Masuknya tentara dalam politik merupakan konsekuensi politik semasa Indonesia baru merdeka. Setelah program Reorganisasi dan Rasionalisasi (RERA) dijalankan oleh Hatta, unsur-unsur revolusioner disingkirkan dari tentara. Hanya unsur-unsur PETA dan KNIL yang dipertahankan. Diantara faksi PETA dan KNIL juga terjadi konflik. Peristiwa 17 Oktober 1952 merupakan puncak dari konflik tersebut. Sebagaimana diulas oleh Harold Crouch dalam buku Militer dan Politik Indonesia, peristiwa tersebut bukan bertujuan untuk mengkudeta pemerintahan sipil, namun bentuk kekecewaan beberapa perwira Angkatan Darat terhadap kekuasaan sipil yang menghalangi mereka untuk melakukan konsolidasi.

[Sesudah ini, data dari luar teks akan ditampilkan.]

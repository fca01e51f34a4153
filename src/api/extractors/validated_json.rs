//! JSON body extractors - Deserialization with consistent error bodies.

use axum::{
    async_trait,
    extract::{rejection::JsonRejection, FromRequest, Request},
    Json,
};
use serde::de::DeserializeOwned;
use validator::Validate;

use crate::errors::AppError;

/// Validated JSON extractor that automatically validates requests.
///
/// # Example
///
/// ```rust,ignore
/// use serde::Deserialize;
/// use validator::Validate;
/// use property_api::api::extractors::ValidatedJson;
///
/// #[derive(Deserialize, Validate)]
/// struct CreateExampleRequest {
///     #[validate(length(min = 1, message = "name is required"))]
///     name: String,
/// }
///
/// async fn create_example(ValidatedJson(payload): ValidatedJson<CreateExampleRequest>) {
///     // payload is already validated
/// }
/// ```
pub struct ValidatedJson<T>(pub T);

#[async_trait]
impl<S, T> FromRequest<S> for ValidatedJson<T>
where
    S: Send + Sync,
    T: DeserializeOwned + Validate,
    Json<T>: FromRequest<S, Rejection = JsonRejection>,
{
    type Rejection = AppError;

    async fn from_request(req: Request, state: &S) -> Result<Self, Self::Rejection> {
        let JsonBody(value) = JsonBody::<T>::from_request(req, state).await?;

        value
            .validate()
            .map_err(|e| AppError::validation(format_validation_errors(&e)))?;

        Ok(ValidatedJson(value))
    }
}

/// JSON extractor for bodies whose rules live in the domain layer.
///
/// Malformed or mistyped JSON becomes a 400 with the standard error body
/// instead of axum's plain-text 415/422.
pub struct JsonBody<T>(pub T);

#[async_trait]
impl<S, T> FromRequest<S> for JsonBody<T>
where
    S: Send + Sync,
    T: DeserializeOwned,
    Json<T>: FromRequest<S, Rejection = JsonRejection>,
{
    type Rejection = AppError;

    async fn from_request(req: Request, state: &S) -> Result<Self, Self::Rejection> {
        let Json(value) = Json::<T>::from_request(req, state)
            .await
            .map_err(|e| AppError::validation(e.body_text()))?;

        Ok(JsonBody(value))
    }
}

/// Format validation errors into a user-friendly string
pub(crate) fn format_validation_errors(errors: &validator::ValidationErrors) -> String {
    let mut messages: Vec<String> = errors
        .field_errors()
        .iter()
        .flat_map(|(field, errs)| {
            errs.iter().map(move |e| {
                e.message
                    .as_ref()
                    .map(|m| m.to_string())
                    .unwrap_or_else(|| format!("{} is invalid", field))
            })
        })
        .collect();
    messages.sort();
    messages.join(", ")
}
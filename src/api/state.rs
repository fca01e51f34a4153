//! Application state - Dependency injection container.
//!
//! Provides centralized access to all application services.

use std::sync::Arc;

use crate::config::Config;
use crate::errors::AppResult;
use crate::services::{ExampleService, ListingService, ServiceContainer, Services};

/// Application state containing all services (DI container).
#[derive(Clone)]
pub struct AppState {
    /// Example record service
    pub example_service: Arc<dyn ExampleService>,
    /// Property listing service
    pub listing_service: Arc<dyn ListingService>,
}

impl AppState {
    /// Create application state backed by fresh in-memory stores.
    pub fn from_config(config: &Config) -> AppResult<Self> {
        let services = Services::in_memory(config.seed_sample_listings)?;
        Ok(Self::from_container(&services))
    }

    /// Create application state from any service container.
    pub fn from_container(container: &dyn ServiceContainer) -> Self {
        Self::new(container.examples(), container.listings())
    }

    /// Create new application state with manually injected services.
    pub fn new(
        example_service: Arc<dyn ExampleService>,
        listing_service: Arc<dyn ListingService>,
    ) -> Self {
        Self {
            example_service,
            listing_service,
        }
    }
}
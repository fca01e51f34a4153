//! Application settings loaded from environment variables.

use std::env;
use std::str::FromStr;
use std::time::Duration;

use super::constants::{
    DEFAULT_REQUEST_TIMEOUT_SECS, DEFAULT_SEED_SAMPLE_LISTINGS, DEFAULT_SERVER_HOST,
    DEFAULT_SERVER_PORT,
};

/// Application configuration
#[derive(Debug, Clone, PartialEq, Eq)]
pub struct Config {
    pub server_host: String,
    pub server_port: u16,
    pub request_timeout_secs: u64,
    pub seed_sample_listings: bool,
}

impl Default for Config {
    fn default() -> Self {
        Self {
            server_host: DEFAULT_SERVER_HOST.to_string(),
            server_port: DEFAULT_SERVER_PORT,
            request_timeout_secs: DEFAULT_REQUEST_TIMEOUT_SECS,
            seed_sample_listings: DEFAULT_SEED_SAMPLE_LISTINGS,
        }
    }
}

impl Config {
    /// Load configuration from environment variables (and `.env` if present).
    ///
    /// Unset or unparsable values fall back to their defaults.
    pub fn from_env() -> Self {
        dotenvy::dotenv().ok();
        Self::from_lookup(|key| env::var(key).ok())
    }

    /// Build configuration from an arbitrary key lookup.
    pub fn from_lookup(lookup: impl Fn(&str) -> Option<String>) -> Self {
        fn parsed<T: FromStr>(lookup: &impl Fn(&str) -> Option<String>, key: &str) -> Option<T> {
            let raw = lookup(key)?;
            match raw.trim().parse() {
                Ok(value) => Some(value),
                Err(_) => {
                    tracing::warn!(key, value = %raw, "Ignoring unparsable setting");
                    None
                }
            }
        }

        let defaults = Self::default();
        Self {
            server_host: lookup("SERVER_HOST").unwrap_or(defaults.server_host),
            server_port: parsed(&lookup, "SERVER_PORT").unwrap_or(defaults.server_port),
            request_timeout_secs: parsed(&lookup, "REQUEST_TIMEOUT_SECS")
                .unwrap_or(defaults.request_timeout_secs),
            seed_sample_listings: parsed(&lookup, "SEED_SAMPLE_LISTINGS")
                .unwrap_or(defaults.seed_sample_listings),
        }
    }

    /// Get the full server address.
    pub fn server_addr(&self) -> String {
        format!("{}:{}", self.server_host, self.server_port)
    }

    pub fn request_timeout(&self) -> Duration {
        Duration::from_secs(self.request_timeout_secs)
    }
}

#[cfg(test)]
mod tests {
    use std::collections::HashMap;

    use super::*;

    fn lookup(pairs: &[(&str, &str)]) -> impl Fn(&str) -> Option<String> {
        let map: HashMap<String, String> = pairs
            .iter()
            .map(|(k, v)| (k.to_string(), v.to_string()))
            .collect();
        move |key| map.get(key).cloned()
    }

    #[test]
    fn test_defaults_when_unset() {
        let config = Config::from_lookup(lookup(&[]));
        assert_eq!(config, Config::default());
        assert_eq!(config.server_addr(), "0.0.0.0:3000");
        assert_eq!(config.request_timeout(), Duration::from_secs(15));
    }

    #[test]
    fn test_values_from_lookup() {
        let config = Config::from_lookup(lookup(&[
            ("SERVER_HOST", "127.0.0.1"),
            ("SERVER_PORT", "8080"),
            ("REQUEST_TIMEOUT_SECS", "5"),
            ("SEED_SAMPLE_LISTINGS", "true"),
        ]));
        assert_eq!(config.server_addr(), "127.0.0.1:8080");
        assert_eq!(config.request_timeout_secs, 5);
        assert!(config.seed_sample_listings);
    }

    #[test]
    fn test_unparsable_values_fall_back() {
        let config = Config::from_lookup(lookup(&[
            ("SERVER_PORT", "not-a-port"),
            ("SEED_SAMPLE_LISTINGS", "yes"),
        ]));
        assert_eq!(config.server_port, DEFAULT_SERVER_PORT);
        assert!(!config.seed_sample_listings);
    }
}
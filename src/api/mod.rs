//! API layer - HTTP handlers and routes
//!
//! This module contains all HTTP-related concerns:
//! - Request handlers
//! - Custom extractors
//! - Route definitions and global layers

pub mod extractors;
pub mod handlers;
pub mod openapi;
pub mod routes;
pub mod state;

pub use openapi::ApiDoc;
pub use routes::create_router;
pub use state::AppState;
//! OpenAPI documentation configuration.
//!
//! Provides Swagger UI for API exploration and testing.

use utoipa::OpenApi;

use crate::api::handlers::{example_handler, listing_handler};
use crate::domain::{
    AddressDetails, Example, Listing, NewAddress, NewListing, Photo, PropertyType, Region,
};

/// OpenAPI documentation for the Property API
#[derive(OpenApi)]
#[openapi(
    info(
        title = "Property API",
        version = "0.1.0",
        description = "In-memory example records and property listings",
        license(name = "MIT", url = "https://opensource.org/licenses/MIT")
    ),
    servers(
        (url = "http://localhost:3000", description = "Local development server")
    ),
    paths(
        // Example endpoints
        example_handler::create_example,
        example_handler::list_examples,
        example_handler::get_example,
        example_handler::update_example,
        example_handler::delete_example,
        // Listing endpoints
        listing_handler::create_listing,
        listing_handler::list_listings,
        listing_handler::get_listing,
        listing_handler::update_listing,
        listing_handler::delete_listing,
        listing_handler::featured_listings,
        listing_handler::search_listings,
        listing_handler::listings_by_region,
        listing_handler::listings_by_property_type,
        listing_handler::listings_by_price,
        listing_handler::listings_by_bedrooms,
        listing_handler::listings_by_bathrooms,
    ),
    components(
        schemas(
            // Domain types
            Example,
            Listing,
            NewListing,
            AddressDetails,
            NewAddress,
            Photo,
            Region,
            PropertyType,
            // Request types
            example_handler::CreateExampleRequest,
            example_handler::UpdateExampleRequest,
        )
    ),
    tags(
        (name = "Examples", description = "Example record management"),
        (name = "Listings", description = "Property listing management and search")
    )
)]
pub struct ApiDoc;

#[cfg(test)]
mod tests {
    use super::*;

    #[test]
    fn test_document_lists_listing_routes() {
        let doc = ApiDoc::openapi();
        for path in [
            "/api/v1/examples/{id}",
            "/api/v1/listings/search",
            "/api/v1/listings/region/{region}",
        ] {
            assert!(doc.paths.paths.contains_key(path), "missing {path}");
        }
    }
}
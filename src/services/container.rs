//! Service Container - Centralized service access.
//!
//! Handlers depend on service traits only; the container decides which
//! implementations back them.

use std::sync::Arc;

use super::{ExampleManager, ExampleService, ListingManager, ListingService};
use crate::errors::{AppError, AppResult};
use crate::infra::{ExampleStore, ListingStore};

#[cfg(any(test, feature = "test-utils"))]
use mockall::automock;

/// Service container trait for dependency injection.
#[cfg_attr(any(test, feature = "test-utils"), automock)]
pub trait ServiceContainer: Send + Sync {
    /// Get example service
    fn examples(&self) -> Arc<dyn ExampleService>;

    /// Get listing service
    fn listings(&self) -> Arc<dyn ListingService>;
}

/// Concrete implementation of ServiceContainer
#[derive(Clone)]
pub struct Services {
    example_service: Arc<dyn ExampleService>,
    listing_service: Arc<dyn ListingService>,
}

impl Services {
    /// Create a new service container from already-built services
    pub fn new(
        example_service: Arc<dyn ExampleService>,
        listing_service: Arc<dyn ListingService>,
    ) -> Self {
        Self {
            example_service,
            listing_service,
        }
    }

    /// Create service container backed by fresh in-memory stores.
    ///
    /// With `seed_listings` the listing store starts with the sample set.
    pub fn in_memory(seed_listings: bool) -> AppResult<Self> {
        let listings = if seed_listings {
            ListingStore::seeded().map_err(|e| AppError::internal(format!("bad sample data: {e}")))?
        } else {
            ListingStore::new()
        };

        Ok(Self::new(
            Arc::new(ExampleManager::new(Arc::new(ExampleStore::new()))),
            Arc::new(ListingManager::new(Arc::new(listings))),
        ))
    }
}

impl ServiceContainer for Services {
    fn examples(&self) -> Arc<dyn ExampleService> {
        self.example_service.clone()
    }

    fn listings(&self) -> Arc<dyn ListingService> {
        self.listing_service.clone()
    }
}
//! CLI argument definitions.
//!
//! Uses clap derive macros for type-safe argument parsing.

use clap::{Parser, Subcommand};

/// Property API - In-memory example and property listing service
#[derive(Parser, Debug)]
#[command(name = "property-api")]
#[command(author, version, about, long_about = None)]
pub struct Cli {
    /// Enable verbose logging
    #[arg(short, long, global = true)]
    pub verbose: bool,

    #[command(subcommand)]
    pub command: Commands,
}

/// Available CLI commands
#[derive(Subcommand, Debug)]
pub enum Commands {
    /// Start the HTTP server
    Serve(ServeArgs),
}

/// Arguments for the serve command.
///
/// Anything left unset falls back to the environment configuration.
#[derive(Parser, Debug, Default)]
pub struct ServeArgs {
    /// Host to bind to
    #[arg(short = 'H', long)]
    pub host: Option<String>,

    /// Port to listen on
    #[arg(short, long)]
    pub port: Option<u16>,

    /// Start with the sample listings loaded
    #[arg(long)]
    pub seed: bool,
}
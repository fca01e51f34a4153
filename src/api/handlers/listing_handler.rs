//! Property listing handlers.

use axum::{
    extract::{Path, State},
    http::StatusCode,
    response::Json,
    routing::{get, post},
    Router,
};
use serde::Deserialize;
use utoipa::IntoParams;
use validator::Validate;

use crate::api::extractors::{IdPath, JsonBody, ValidatedQuery};
use crate::api::AppState;
use crate::domain::{Listing, NewListing};
use crate::errors::AppResult;
use crate::types::NoContent;

/// City search parameters
#[derive(Debug, Deserialize, Validate, IntoParams)]
#[into_params(parameter_in = Query)]
pub struct CitySearchQuery {
    /// Case-insensitive fragment of the city name
    #[validate(length(min = 1, message = "city is required"))]
    #[param(example = "lon")]
    pub city: String,
}

/// Inclusive price bounds in minor currency units
#[derive(Debug, Deserialize, Validate, IntoParams)]
#[into_params(parameter_in = Query)]
pub struct PriceRangeQuery {
    #[validate(range(min = 0, message = "min must not be negative"))]
    #[param(example = 10000000)]
    pub min: i64,
    #[param(example = 15000000)]
    pub max: i64,
}

/// Inclusive room-count bounds
#[derive(Debug, Deserialize, Validate, IntoParams)]
#[into_params(parameter_in = Query)]
pub struct RoomRangeQuery {
    #[param(example = 1)]
    pub min: u32,
    #[param(example = 3)]
    pub max: u32,
}

/// Create listing routes
pub fn listing_routes() -> Router<AppState> {
    Router::new()
        .route("/", post(create_listing).get(list_listings))
        .route("/featured", get(featured_listings))
        .route("/search", get(search_listings))
        .route("/region/:region", get(listings_by_region))
        .route("/type/:property_type", get(listings_by_property_type))
        .route("/price", get(listings_by_price))
        .route("/bedrooms", get(listings_by_bedrooms))
        .route("/bathrooms", get(listings_by_bathrooms))
        .route(
            "/:id",
            get(get_listing).put(update_listing).delete(delete_listing),
        )
}

/// Create a new listing
#[utoipa::path(
    post,
    path = "/api/v1/listings",
    tag = "Listings",
    request_body = NewListing,
    responses(
        (status = 201, description = "Listing created", body = Listing),
        (status = 400, description = "Validation error")
    )
)]
pub async fn create_listing(
    State(state): State<AppState>,
    JsonBody(payload): JsonBody<NewListing>,
) -> AppResult<(StatusCode, Json<Listing>)> {
    let listing = state.listing_service.create_listing(payload).await?;
    Ok((StatusCode::CREATED, Json(listing)))
}

/// List all listings
#[utoipa::path(
    get,
    path = "/api/v1/listings",
    tag = "Listings",
    responses(
        (status = 200, description = "All listings", body = [Listing])
    )
)]
pub async fn list_listings(State(state): State<AppState>) -> AppResult<Json<Vec<Listing>>> {
    Ok(Json(state.listing_service.list_listings().await?))
}

/// Get listing by ID
#[utoipa::path(
    get,
    path = "/api/v1/listings/{id}",
    tag = "Listings",
    params(("id" = i64, Path, description = "Listing ID")),
    responses(
        (status = 200, description = "Listing found", body = Listing),
        (status = 400, description = "Invalid ID"),
        (status = 404, description = "Listing not found")
    )
)]
pub async fn get_listing(
    State(state): State<AppState>,
    IdPath(id): IdPath,
) -> AppResult<Json<Listing>> {
    Ok(Json(state.listing_service.get_listing(id).await?))
}

/// Replace a listing
///
/// Omitting `made_visible_at` keeps the stored value.
#[utoipa::path(
    put,
    path = "/api/v1/listings/{id}",
    tag = "Listings",
    params(("id" = i64, Path, description = "Listing ID")),
    request_body = NewListing,
    responses(
        (status = 200, description = "Listing updated", body = Listing),
        (status = 400, description = "Validation error"),
        (status = 404, description = "Listing not found")
    )
)]
pub async fn update_listing(
    State(state): State<AppState>,
    IdPath(id): IdPath,
    JsonBody(payload): JsonBody<NewListing>,
) -> AppResult<Json<Listing>> {
    Ok(Json(state.listing_service.update_listing(id, payload).await?))
}

/// Delete a listing
#[utoipa::path(
    delete,
    path = "/api/v1/listings/{id}",
    tag = "Listings",
    params(("id" = i64, Path, description = "Listing ID")),
    responses(
        (status = 204, description = "Listing deleted"),
        (status = 404, description = "Listing not found")
    )
)]
pub async fn delete_listing(
    State(state): State<AppState>,
    IdPath(id): IdPath,
) -> AppResult<NoContent> {
    state.listing_service.delete_listing(id).await?;
    Ok(NoContent)
}

/// Featured listings
#[utoipa::path(
    get,
    path = "/api/v1/listings/featured",
    tag = "Listings",
    responses(
        (status = 200, description = "Featured listings", body = [Listing])
    )
)]
pub async fn featured_listings(State(state): State<AppState>) -> AppResult<Json<Vec<Listing>>> {
    Ok(Json(state.listing_service.featured_listings().await?))
}

/// Search listings by city
#[utoipa::path(
    get,
    path = "/api/v1/listings/search",
    tag = "Listings",
    params(CitySearchQuery),
    responses(
        (status = 200, description = "Listings whose city contains the query", body = [Listing]),
        (status = 400, description = "Missing city")
    )
)]
pub async fn search_listings(
    State(state): State<AppState>,
    ValidatedQuery(query): ValidatedQuery<CitySearchQuery>,
) -> AppResult<Json<Vec<Listing>>> {
    Ok(Json(state.listing_service.search_by_city(&query.city).await?))
}

/// Listings in a region
#[utoipa::path(
    get,
    path = "/api/v1/listings/region/{region}",
    tag = "Listings",
    params(("region" = String, Path, description = "Region name, e.g. South East")),
    responses(
        (status = 200, description = "Listings in the region", body = [Listing])
    )
)]
pub async fn listings_by_region(
    State(state): State<AppState>,
    Path(region): Path<String>,
) -> AppResult<Json<Vec<Listing>>> {
    Ok(Json(state.listing_service.listings_by_region(&region).await?))
}

/// Listings of a property type
#[utoipa::path(
    get,
    path = "/api/v1/listings/type/{property_type}",
    tag = "Listings",
    params(("property_type" = String, Path, description = "Property type, e.g. apartment")),
    responses(
        (status = 200, description = "Listings of the type", body = [Listing])
    )
)]
pub async fn listings_by_property_type(
    State(state): State<AppState>,
    Path(property_type): Path<String>,
) -> AppResult<Json<Vec<Listing>>> {
    let listings = state
        .listing_service
        .listings_by_property_type(&property_type)
        .await?;
    Ok(Json(listings))
}

/// Listings within a price range
#[utoipa::path(
    get,
    path = "/api/v1/listings/price",
    tag = "Listings",
    params(PriceRangeQuery),
    responses(
        (status = 200, description = "Listings priced within the range", body = [Listing]),
        (status = 400, description = "Invalid range")
    )
)]
pub async fn listings_by_price(
    State(state): State<AppState>,
    ValidatedQuery(range): ValidatedQuery<PriceRangeQuery>,
) -> AppResult<Json<Vec<Listing>>> {
    let listings = state
        .listing_service
        .listings_by_price_range(range.min, range.max)
        .await?;
    Ok(Json(listings))
}

/// Listings within a bedroom range
#[utoipa::path(
    get,
    path = "/api/v1/listings/bedrooms",
    tag = "Listings",
    params(RoomRangeQuery),
    responses(
        (status = 200, description = "Listings with a bedroom count in range", body = [Listing]),
        (status = 400, description = "Invalid range")
    )
)]
pub async fn listings_by_bedrooms(
    State(state): State<AppState>,
    ValidatedQuery(range): ValidatedQuery<RoomRangeQuery>,
) -> AppResult<Json<Vec<Listing>>> {
    let listings = state
        .listing_service
        .listings_by_bedrooms(range.min, range.max)
        .await?;
    Ok(Json(listings))
}

/// Listings within a bathroom range
#[utoipa::path(
    get,
    path = "/api/v1/listings/bathrooms",
    tag = "Listings",
    params(RoomRangeQuery),
    responses(
        (status = 200, description = "Listings with a bathroom count in range", body = [Listing]),
        (status = 400, description = "Invalid range")
    )
)]
pub async fn listings_by_bathrooms(
    State(state): State<AppState>,
    ValidatedQuery(range): ValidatedQuery<RoomRangeQuery>,
) -> AppResult<Json<Vec<Listing>>> {
    let listings = state
        .listing_service
        .listings_by_bathrooms(range.min, range.max)
        .await?;
    Ok(Json(listings))
}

Harold Crouch menjelaskan ditariknya tentara dalam kancah politik “bukan terutama karena ambisi politik para perwira atau karena pandangan dangkal para politisi, tetapi semata-mata karena keadaan politik telah runyam…” Situasi politik Orde Lama yang tidak stabil, memungkinkan tentara masuk dalam politik. Demokrasi liberal gagal membuat stabilitas politik dengan kabinet yang jatuh bangun. Keadaan ini tidak memungkinkan tentara untuk memecilkan diri dari dinamika politik. Situasi semacam ini membuat tarik ulur tentang tentara sebagai kekuatan pertahanan atau kekuatan politik terus terjadi. Maka A.H.Nasution masuk dengan konsep “jalan tengah” yang kemudian menjadi pondasi Dwi Fungsi ABRI.
Sejarah tentara pernah terlibat dalam politik merupakan kenyataan yang mesti diakui. Keterlibatan tentara dalam politik telah melahirkan trauma bagi kelompok sipil dan rakyat. Oleh karena itu, Reformasi 1998 melakukan koreksi total terhadap peranan tentara dalam kancah politik. Sebagai kekuatan bersenjata, tentara tak boleh berpolitik. Bila terlibat dalam politik, dengan senjata yang dimiliki, tentara bisa memaksakan kehendaknya dan bisa pula digunakan untuk melanggengkan kekuasaan. Oleh karena itu, reformasi 1998 secara total melucuti peran politik tentara. Tak ada lagi fraksi ABRI di parlemen. Tak ada lagi tentara aktif menjadi kepala daerah. Tak ada lagi tentara menjadi bagian dari Golkar atau partai politik lainnya. Dan, tentara dan polisi telah dipisahkan. Langkah ini bisa dikatakan berhasil. Tentara juga mereformasi dirinya sendiri. Hingga saat ini, tentara telah menyapih dirinya dari urusan politik.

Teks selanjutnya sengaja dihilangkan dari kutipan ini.